▶ [Aim of the task]
Please retype all of the following entries exactly.

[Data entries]

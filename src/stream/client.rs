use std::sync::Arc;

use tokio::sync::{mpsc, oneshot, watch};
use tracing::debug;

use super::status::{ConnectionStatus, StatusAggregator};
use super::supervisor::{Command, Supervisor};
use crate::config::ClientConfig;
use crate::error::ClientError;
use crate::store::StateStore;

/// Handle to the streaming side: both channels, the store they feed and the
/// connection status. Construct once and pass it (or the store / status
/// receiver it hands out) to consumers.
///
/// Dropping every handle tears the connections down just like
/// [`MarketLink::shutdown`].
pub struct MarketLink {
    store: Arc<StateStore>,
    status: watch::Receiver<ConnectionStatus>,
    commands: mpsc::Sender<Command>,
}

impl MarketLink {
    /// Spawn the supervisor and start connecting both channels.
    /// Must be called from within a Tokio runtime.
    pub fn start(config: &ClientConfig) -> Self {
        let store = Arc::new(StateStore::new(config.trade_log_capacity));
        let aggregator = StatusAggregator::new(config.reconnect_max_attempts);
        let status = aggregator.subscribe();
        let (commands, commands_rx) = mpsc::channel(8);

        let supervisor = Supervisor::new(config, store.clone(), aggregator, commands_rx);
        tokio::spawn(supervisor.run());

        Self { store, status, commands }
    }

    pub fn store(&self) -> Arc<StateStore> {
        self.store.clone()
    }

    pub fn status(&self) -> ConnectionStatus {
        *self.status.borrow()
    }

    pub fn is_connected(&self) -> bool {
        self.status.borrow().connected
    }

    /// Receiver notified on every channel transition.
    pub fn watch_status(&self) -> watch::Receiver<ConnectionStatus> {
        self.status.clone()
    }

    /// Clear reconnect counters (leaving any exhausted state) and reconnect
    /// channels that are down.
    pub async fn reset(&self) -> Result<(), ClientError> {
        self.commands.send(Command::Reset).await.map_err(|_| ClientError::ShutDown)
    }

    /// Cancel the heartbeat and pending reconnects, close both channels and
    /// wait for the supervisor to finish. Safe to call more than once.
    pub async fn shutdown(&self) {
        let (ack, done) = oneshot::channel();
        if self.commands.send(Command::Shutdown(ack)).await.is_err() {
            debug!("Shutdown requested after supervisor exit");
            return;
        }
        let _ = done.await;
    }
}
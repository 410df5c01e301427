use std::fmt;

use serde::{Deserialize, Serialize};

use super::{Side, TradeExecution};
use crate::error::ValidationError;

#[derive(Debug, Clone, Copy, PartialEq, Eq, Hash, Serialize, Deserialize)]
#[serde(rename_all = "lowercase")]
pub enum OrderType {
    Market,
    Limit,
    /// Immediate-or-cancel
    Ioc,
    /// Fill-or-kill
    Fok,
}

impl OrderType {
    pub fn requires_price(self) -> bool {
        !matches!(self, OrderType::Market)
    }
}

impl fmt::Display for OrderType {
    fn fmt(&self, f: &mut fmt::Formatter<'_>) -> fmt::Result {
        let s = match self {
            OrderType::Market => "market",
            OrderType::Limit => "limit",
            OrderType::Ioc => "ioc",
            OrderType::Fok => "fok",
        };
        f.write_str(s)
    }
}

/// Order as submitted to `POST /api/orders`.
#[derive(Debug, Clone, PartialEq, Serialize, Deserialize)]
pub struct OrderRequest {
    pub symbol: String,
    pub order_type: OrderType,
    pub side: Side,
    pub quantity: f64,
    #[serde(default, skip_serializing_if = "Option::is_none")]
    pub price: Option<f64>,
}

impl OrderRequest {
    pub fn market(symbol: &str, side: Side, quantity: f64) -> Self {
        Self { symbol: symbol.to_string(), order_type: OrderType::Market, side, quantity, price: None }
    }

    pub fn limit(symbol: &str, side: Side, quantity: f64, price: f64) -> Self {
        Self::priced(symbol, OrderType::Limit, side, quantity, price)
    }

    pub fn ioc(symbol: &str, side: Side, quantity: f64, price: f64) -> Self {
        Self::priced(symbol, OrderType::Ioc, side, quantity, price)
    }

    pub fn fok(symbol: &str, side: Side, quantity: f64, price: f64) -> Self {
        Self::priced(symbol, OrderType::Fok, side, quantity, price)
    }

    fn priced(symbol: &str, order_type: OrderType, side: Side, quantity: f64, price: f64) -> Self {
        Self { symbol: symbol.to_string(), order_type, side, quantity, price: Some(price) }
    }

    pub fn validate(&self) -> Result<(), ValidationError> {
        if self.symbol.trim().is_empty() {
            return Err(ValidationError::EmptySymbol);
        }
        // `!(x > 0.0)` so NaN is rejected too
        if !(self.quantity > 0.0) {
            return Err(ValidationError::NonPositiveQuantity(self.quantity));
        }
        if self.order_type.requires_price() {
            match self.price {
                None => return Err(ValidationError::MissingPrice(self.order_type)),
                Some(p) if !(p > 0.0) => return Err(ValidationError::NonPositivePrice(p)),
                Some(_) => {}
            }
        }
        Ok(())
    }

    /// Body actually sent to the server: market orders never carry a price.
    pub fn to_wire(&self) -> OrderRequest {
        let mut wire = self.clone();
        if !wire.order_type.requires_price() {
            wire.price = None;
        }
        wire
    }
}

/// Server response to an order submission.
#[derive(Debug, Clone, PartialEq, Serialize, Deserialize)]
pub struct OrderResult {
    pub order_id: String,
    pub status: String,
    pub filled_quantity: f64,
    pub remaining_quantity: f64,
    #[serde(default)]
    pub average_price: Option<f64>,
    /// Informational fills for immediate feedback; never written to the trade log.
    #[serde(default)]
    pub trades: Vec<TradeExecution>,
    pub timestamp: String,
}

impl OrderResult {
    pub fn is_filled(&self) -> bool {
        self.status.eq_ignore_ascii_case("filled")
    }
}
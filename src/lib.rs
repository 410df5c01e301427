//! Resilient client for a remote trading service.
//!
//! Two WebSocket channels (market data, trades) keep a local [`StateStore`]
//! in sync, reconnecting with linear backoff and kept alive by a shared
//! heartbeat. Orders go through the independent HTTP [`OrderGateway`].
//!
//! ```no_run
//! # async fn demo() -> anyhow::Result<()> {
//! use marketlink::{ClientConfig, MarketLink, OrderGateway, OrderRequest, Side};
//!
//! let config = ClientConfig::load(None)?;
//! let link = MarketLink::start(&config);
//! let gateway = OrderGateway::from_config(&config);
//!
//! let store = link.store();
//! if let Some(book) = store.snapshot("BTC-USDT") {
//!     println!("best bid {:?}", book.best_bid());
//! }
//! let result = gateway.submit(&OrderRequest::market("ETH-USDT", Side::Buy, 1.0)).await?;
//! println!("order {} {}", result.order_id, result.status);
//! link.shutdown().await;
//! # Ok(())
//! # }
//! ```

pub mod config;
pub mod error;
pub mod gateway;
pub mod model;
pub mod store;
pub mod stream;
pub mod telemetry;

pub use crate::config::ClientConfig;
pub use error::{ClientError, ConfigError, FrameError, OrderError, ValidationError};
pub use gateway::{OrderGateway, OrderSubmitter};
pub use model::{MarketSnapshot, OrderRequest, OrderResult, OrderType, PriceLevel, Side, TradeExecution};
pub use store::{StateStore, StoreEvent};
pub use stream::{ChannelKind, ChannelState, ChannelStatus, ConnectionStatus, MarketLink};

▶ [Solution to the problem]
filename src/stream/client.rs
use std::sync::Arc;

use tokio::sync::{mpsc, oneshot, watch};
use tracing::debug;

use super::status::{ConnectionStatus, StatusAggregator};
use super::supervisor::{Command, Supervisor};
use crate::config::ClientConfig;
use crate::error::ClientError;
use crate::store::StateStore;

/// Handle to the streaming side: both channels, the store they feed and the
/// connection status. Construct once and pass it (or the store / status
/// receiver it hands out) to consumers.
///
/// Dropping every handle tears the connections down just like
/// [`MarketLink::shutdown`].
pub struct MarketLink {
    store: Arc<StateStore>,
    status: watch::Receiver<ConnectionStatus>,
    commands: mpsc::Sender<Command>,
}

impl MarketLink {
    /// Spawn the supervisor and start connecting both channels.
    /// Must be called from within a Tokio runtime.
    pub fn start(config: &ClientConfig) -> Self {
        let store = Arc::new(StateStore::new(config.trade_log_capacity));
        let aggregator = StatusAggregator::new(config.reconnect_max_attempts);
        let status = aggregator.subscribe();
        let (commands, commands_rx) = mpsc::channel(8);

        let supervisor = Supervisor::new(config, store.clone(), aggregator, commands_rx);
        tokio::spawn(supervisor.run());

        Self { store, status, commands }
    }

    pub fn store(&self) -> Arc<StateStore> {
        self.store.clone()
    }

    pub fn status(&self) -> ConnectionStatus {
        *self.status.borrow()
    }

    pub fn is_connected(&self) -> bool {
        self.status.borrow().connected
    }

    /// Receiver notified on every channel transition.
    pub fn watch_status(&self) -> watch::Receiver<ConnectionStatus> {
        self.status.clone()
    }

    /// Clear reconnect counters (leaving any exhausted state) and reconnect
    /// channels that are down.
    pub async fn reset(&self) -> Result<(), ClientError> {
        self.commands.send(Command::Reset).await.map_err(|_| ClientError::ShutDown)
    }

    /// Cancel the heartbeat and pending reconnects, close both channels and
    /// wait for the supervisor to finish. Safe to call more than once.
    pub async fn shutdown(&self) {
        let (ack, done) = oneshot::channel();
        if self.commands.send(Command::Shutdown(ack)).await.is_err() {
            debug!("Shutdown requested after supervisor exit");
            return;
        }
        let _ = done.await;
    }
}
repository 410df5c01e301427
use std::fmt;

use serde::{Deserialize, Serialize};

use super::{Side, TradeExecution};
use crate::error::ValidationError;

#[derive(Debug, Clone, Copy, PartialEq, Eq, Hash, Serialize, Deserialize)]
#[serde(rename_all = "lowercase")]
pub enum OrderType {
    Market,
    Limit,
    /// Immediate-or-cancel
    Ioc,
    /// Fill-or-kill
    Fok,
}

impl OrderType {
    pub fn requires_price(self) -> bool {
        !matches!(self, OrderType::Market)
    }
}

impl fmt::Display for OrderType {
    fn fmt(&self, f: &mut fmt::Formatter<'_>) -> fmt::Result {
        let s = match self {
            OrderType::Market => "market",
            OrderType::Limit => "limit",
            OrderType::Ioc => "ioc",
            OrderType::Fok => "fok",
        };
        f.write_str(s)
    }
}

/// Order as submitted to `POST /api/orders`.
#[derive(Debug, Clone, PartialEq, Serialize, Deserialize)]
pub struct OrderRequest {
    pub symbol: String,
    pub order_type: OrderType,
    pub side: Side,
    pub quantity: f64,
    #[serde(default, skip_serializing_if = "Option::is_none")]
    pub price: Option<f64>,
}

impl OrderRequest {
    pub fn market(symbol: &str, side: Side, quantity: f64) -> Self {
        Self { symbol: symbol.to_string(), order_type: OrderType::Market, side, quantity, price: None }
    }

    pub fn limit(symbol: &str, side: Side, quantity: f64, price: f64) -> Self {
        Self::priced(symbol, OrderType::Limit, side, quantity, price)
    }

    pub fn ioc(symbol: &str, side: Side, quantity: f64, price: f64) -> Self {
        Self::priced(symbol, OrderType::Ioc, side, quantity, price)
    }

    pub fn fok(symbol: &str, side: Side, quantity: f64, price: f64) -> Self {
        Self::priced(symbol, OrderType::Fok, side, quantity, price)
    }

    fn priced(symbol: &str, order_type: OrderType, side: Side, quantity: f64, price: f64) -> Self {
        Self { symbol: symbol.to_string(), order_type, side, quantity, price: Some(price) }
    }

    pub fn validate(&self) -> Result<(), ValidationError> {
        if self.symbol.trim().is_empty() {
            return Err(ValidationError::EmptySymbol);
        }
        // `!(x > 0.0)` so NaN is rejected too
        if !(self.quantity > 0.0) {
            return Err(ValidationError::NonPositiveQuantity(self.quantity));
        }
        if self.order_type.requires_price() {
            match self.price {
                None => return Err(ValidationError::MissingPrice(self.order_type)),
                Some(p) if !(p > 0.0) => return Err(ValidationError::NonPositivePrice(p)),
                Some(_) => {}
            }
        }
        Ok(())
    }

    /// Body actually sent to the server: market orders never carry a price.
    pub fn to_wire(&self) -> OrderRequest {
        let mut wire = self.clone();
        if !wire.order_type.requires_price() {
            wire.price = None;
        }
        wire
    }
}

/// Server response to an order submission.
#[derive(Debug, Clone, PartialEq, Serialize, Deserialize)]
pub struct OrderResult {
    pub order_id: String,
    pub status: String,
    pub filled_quantity: f64,
    pub remaining_quantity: f64,
    #[serde(default)]
    pub average_price: Option<f64>,
    /// Informational fills for immediate feedback; never written to the trade log.
    #[serde(default)]
    pub trades: Vec<TradeExecution>,
    pub timestamp: String,
}

impl OrderResult {
    pub fn is_filled(&self) -> bool {
        self.status.eq_ignore_ascii_case("filled")
    }
}
filename src/lib.rs
repository 410df5c01e301427
//! Resilient client for a remote trading service.
//!
//! Two WebSocket channels (market data, trades) keep a local [`StateStore`]
//! in sync, reconnecting with linear backoff and kept alive by a shared
//! heartbeat. Orders go through the independent HTTP [`OrderGateway`].
//!
//! ```no_run
//! # async fn demo() -> anyhow::Result<()> {
//! use marketlink::{ClientConfig, MarketLink, OrderGateway, OrderRequest, Side};
//!
//! let config = ClientConfig::load(None)?;
//! let link = MarketLink::start(&config);
//! let gateway = OrderGateway::from_config(&config);
//!
//! let store = link.store();
//! if let Some(book) = store.snapshot("BTC-USDT") {
//!     println!("best bid {:?}", book.best_bid());
//! }
//! let result = gateway.submit(&OrderRequest::market("ETH-USDT", Side::Buy, 1.0)).await?;
//! println!("order {} {}", result.order_id, result.status);
//! link.shutdown().await;
//! # Ok(())
//! # }
//! ```

pub mod config;
pub mod error;
pub mod gateway;
pub mod model;
pub mod store;
pub mod stream;
pub mod telemetry;

pub use crate::config::ClientConfig;
pub use error::{ClientError, ConfigError, FrameError, OrderError, ValidationError};
pub use gateway::{OrderGateway, OrderSubmitter};
pub use model::{MarketSnapshot, OrderRequest, OrderResult, OrderType, PriceLevel, Side, TradeExecution};
pub use store::{StateStore, StoreEvent};
pub use stream::{ChannelKind, ChannelState, ChannelStatus, ConnectionStatus, MarketLink};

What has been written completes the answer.